В. Н. Арнольд, инженер Средневолжского станкостроительного завода, историк-исследователь, обнаружил как-то в архиве Клеменца довольно любопытный документ с ленинским адресом на обороте. Это была визитная карточка местного промышленника Ясенкова. Сероватый прямоугольник, площадью едва ли большей, чем две спичечные коробки, ободок сдержанной синевы, «Лука Никитич Ясенков» на титуле и вот это неграмотное купеческое рукоделье на изнанке: «угол почтовай и Сакольничьей улитцы домъ рытикова».
Что бы это могло значить?
Исследователь предположил: Ясенков приходил к Ульянову за помощью и
а) либо не застал его дома,
б) либо застал, но получил отказ и отправился к Клеменцу.
Более вероятна, по-видимому, вторая часть альтернативы.

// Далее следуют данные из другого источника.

//! Object heap
//!
//! One heap per runtime, shared by all of its contexts. Objects are owned by
//! the heap and addressed by [`ObjectId`]; the collector is the only code
//! that removes them.

use crate::object::Object;
use crate::value::ObjectId;
use rustc_hash::FxHashMap;

/// Object storage for a runtime.
#[derive(Debug, Default)]
pub struct Heap {
    objects: FxHashMap<ObjectId, Object>,

    /// Allocations since the last collection
    allocated_since_gc: usize,
}

impl Heap {
    pub fn new() -> Self {
        Self::default()
    }

    /// Insert an object and return its ID.
    pub fn alloc(&mut self, object: Object) -> ObjectId {
        let id = ObjectId::next();
        self.objects.insert(id, object);
        self.allocated_since_gc += 1;
        id
    }

    #[inline]
    pub fn get(&self, id: ObjectId) -> Option<&Object> {
        self.objects.get(&id)
    }

    #[inline]
    pub fn get_mut(&mut self, id: ObjectId) -> Option<&mut Object> {
        self.objects.get_mut(&id)
    }

    #[inline]
    pub fn contains(&self, id: ObjectId) -> bool {
        self.objects.contains_key(&id)
    }

    /// Iterate over live objects.
    pub fn iter(&self) -> impl Iterator<Item = (ObjectId, &Object)> {
        self.objects.iter().map(|(id, object)| (*id, object))
    }

    /// Number of live objects.
    pub fn len(&self) -> usize {
        self.objects.len()
    }

    pub fn is_empty(&self) -> bool {
        self.objects.is_empty()
    }

    pub fn allocated_since_gc(&self) -> usize {
        self.allocated_since_gc
    }

    pub(crate) fn reset_allocation_counter(&mut self) {
        self.allocated_since_gc = 0;
    }

    pub(crate) fn objects_mut(&mut self) -> &mut FxHashMap<ObjectId, Object> {
        &mut self.objects
    }
}

#[cfg(test)]
mod tests {
    use super::*;
    use crate::class::ClassId;
    use crate::value::ContextToken;

    #[test]
    fn test_alloc_and_lookup() {
        let mut heap = Heap::new();
        let owner = ContextToken::next();
        let id = heap.alloc(Object::new(ClassId::OBJECT, None, owner));
        assert!(heap.contains(id));
        assert_eq!(heap.len(), 1);
        assert_eq!(heap.allocated_since_gc(), 1);
        assert_eq!(heap.get(id).map(|o| o.owner), Some(owner));

        heap.reset_allocation_counter();
        assert_eq!(heap.allocated_since_gc(), 0);
    }
}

В то же приблизительно время, в предосенье 1892 года, в шикарном фаэтоне, запряженном парой соловых, с ямщиком в тирольской шапочке, наведался как-то на Сокольничью хлебный туз старой Самары Ф. Красиков. Он просил Ульянова защитить его в суде от «мужицкой жалобы». Ульянов принял купца подчеркнуто холодно и отказал. «Черт знает что! - возмущался Красиков. - Сесть даже не пригласил!»

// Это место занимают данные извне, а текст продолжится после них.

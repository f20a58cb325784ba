// #[derive(Reflect)] implementation
//
// Generates the field table (and the method table hook) that the
// reflection binder turns into a class.

use proc_macro2::TokenStream;
use quote::quote;
use syn::{Data, DeriveInput, Fields, LitStr, Path, Result, Visibility};

/// Struct-level `#[js(..)]` options.
#[derive(Default)]
struct StructAttrs {
    name: Option<LitStr>,
    methods: Option<Path>,
}

/// Field-level `#[js(..)]` options.
#[derive(Default)]
struct FieldAttrs {
    rename: Option<LitStr>,
    skip: bool,
}

fn parse_struct_attrs(input: &DeriveInput) -> Result<StructAttrs> {
    let mut attrs = StructAttrs::default();
    for attr in input.attrs.iter().filter(|a| a.path().is_ident("js")) {
        attr.parse_nested_meta(|meta| {
            if meta.path.is_ident("name") {
                attrs.name = Some(meta.value()?.parse()?);
                Ok(())
            } else if meta.path.is_ident("methods") {
                attrs.methods = Some(meta.value()?.parse()?);
                Ok(())
            } else {
                Err(meta.error("expected `name` or `methods`"))
            }
        })?;
    }
    Ok(attrs)
}

fn parse_field_attrs(field: &syn::Field) -> Result<FieldAttrs> {
    let mut attrs = FieldAttrs::default();
    for attr in field.attrs.iter().filter(|a| a.path().is_ident("js")) {
        attr.parse_nested_meta(|meta| {
            if meta.path.is_ident("rename") {
                attrs.rename = Some(meta.value()?.parse()?);
                Ok(())
            } else if meta.path.is_ident("skip") {
                attrs.skip = true;
                Ok(())
            } else {
                Err(meta.error("expected `rename` or `skip`"))
            }
        })?;
    }
    Ok(attrs)
}

/// Expands #[derive(Reflect)].
///
/// Example expansion:
/// ```ignore
/// // Input:
/// #[derive(Default, Reflect)]
/// pub struct Point {
///     pub x: f64,
/// }
///
/// // Output:
/// impl ::hostjs::Reflect for Point {
///     fn class_name() -> &'static str { "Point" }
///     fn fields() -> Vec<::hostjs::FieldInfo<Self>> {
///         vec![::hostjs::FieldInfo {
///             name: "x",
///             field: "x",
///             get: |this: &Self, ctx: &::hostjs::Context| { /* clone + IntoJs */ },
///             set: |this: &mut Self, value: &::hostjs::Value| { /* FromJs */ },
///         }]
///     }
/// }
/// ```
pub fn expand_reflect(input: DeriveInput) -> Result<TokenStream> {
    let fields = match &input.data {
        Data::Struct(data) => match &data.fields {
            Fields::Named(named) => &named.named,
            _ => {
                return Err(syn::Error::new_spanned(
                    &input.ident,
                    "Reflect can only be derived for structs with named fields",
                ))
            }
        },
        _ => {
            return Err(syn::Error::new_spanned(
                &input.ident,
                "Reflect can only be derived for structs",
            ))
        }
    };

    let attrs = parse_struct_attrs(&input)?;
    let ident = &input.ident;
    let (impl_generics, ty_generics, where_clause) = input.generics.split_for_impl();

    let class_name = match &attrs.name {
        Some(name) => name.value(),
        None => ident.to_string(),
    };

    let mut entries = Vec::new();
    for field in fields {
        if !matches!(field.vis, Visibility::Public(_)) {
            continue;
        }
        let field_attrs = parse_field_attrs(field)?;
        if field_attrs.skip {
            continue;
        }
        let Some(field_ident) = &field.ident else {
            continue;
        };
        let field_name = field_ident.to_string();
        let js_name = match &field_attrs.rename {
            Some(name) => name.value(),
            None => field_name.clone(),
        };
        entries.push(quote! {
            ::hostjs::FieldInfo {
                name: #js_name,
                field: #field_name,
                get: |this: &Self, ctx: &::hostjs::Context| {
                    ::hostjs::IntoJs::into_js(::std::clone::Clone::clone(&this.#field_ident), ctx)
                },
                set: |this: &mut Self, value: &::hostjs::Value| {
                    this.#field_ident = ::hostjs::FromJs::from_js(value)?;
                    ::std::result::Result::Ok(())
                },
            }
        });
    }

    let methods = attrs.methods.map(|path| {
        quote! {
            fn methods() -> ::std::vec::Vec<::hostjs::MethodInfo<Self>> {
                #path()
            }
        }
    });

    Ok(quote! {
        impl #impl_generics ::hostjs::Reflect for #ident #ty_generics #where_clause {
            fn class_name() -> &'static str {
                #class_name
            }

            fn fields() -> ::std::vec::Vec<::hostjs::FieldInfo<Self>> {
                ::std::vec![#(#entries),*]
            }

            #methods
        }
    })
}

Так же, надо думать, закончился и визит Ясенкова.
Ульянов отказал, Клеменц принял поручение… [127]
Позже, штудируя всплывшее в бумажной реке личное дело Клеменца, я получил возможность прибавить к портрету поверенного несколько новых штришков128 и теперь, спрашивая себя, мог ли он встать впереди Ульянова на положение лидера их общего столика, отвечал не столь отвлеченно, как поначалу.
А вот общая запись так и оставалась общей.
Читальный зал Центрального партийного архива.
Листая за столом томик в белом бристоле, я ничего не ищу. Все читано-перечитано.
Но вот большая страница, сумбурно и неразборчиво исписанная графитным карандашом, не кажется знакомой. Она вложена после щегольской тетради пристава с бумагами об исполнении решения. Что-то вроде эпилога архивистов, с их кропотливыми отметками и справками.
Машинально переворачиваю страницу. На обороте по чистому белому полю одиноким крошечным парусом - фиолетовый штампик: «ИМЭЛ № 44772 к. л. 44». Лист, как и торопливый неразборчивый карандаш - ценность института. Это не послесловное дополнение архивистов.
Вооружаюсь лупой.
Крупнея под стеклянным кругом, расступаются, плывут уже понятные в своем общем значении слова:
«Конст. (Михайлов) № 1269 - Я поддержива[ю] исковые требования]. Ответчики должны Конст[антинову] - документом служит решение Палаты… По закону и разъяснениям Сената, если приказчик не дает отчета, то хозяин м[ожет] требовать от него всю сумму…
Брискер (пом. пр. пов. Ульянов). Истец, разъяснив, что (неразборчивые слова. - В. Ш.) 12 т. р., чтобы доказать его (иск, надо думать.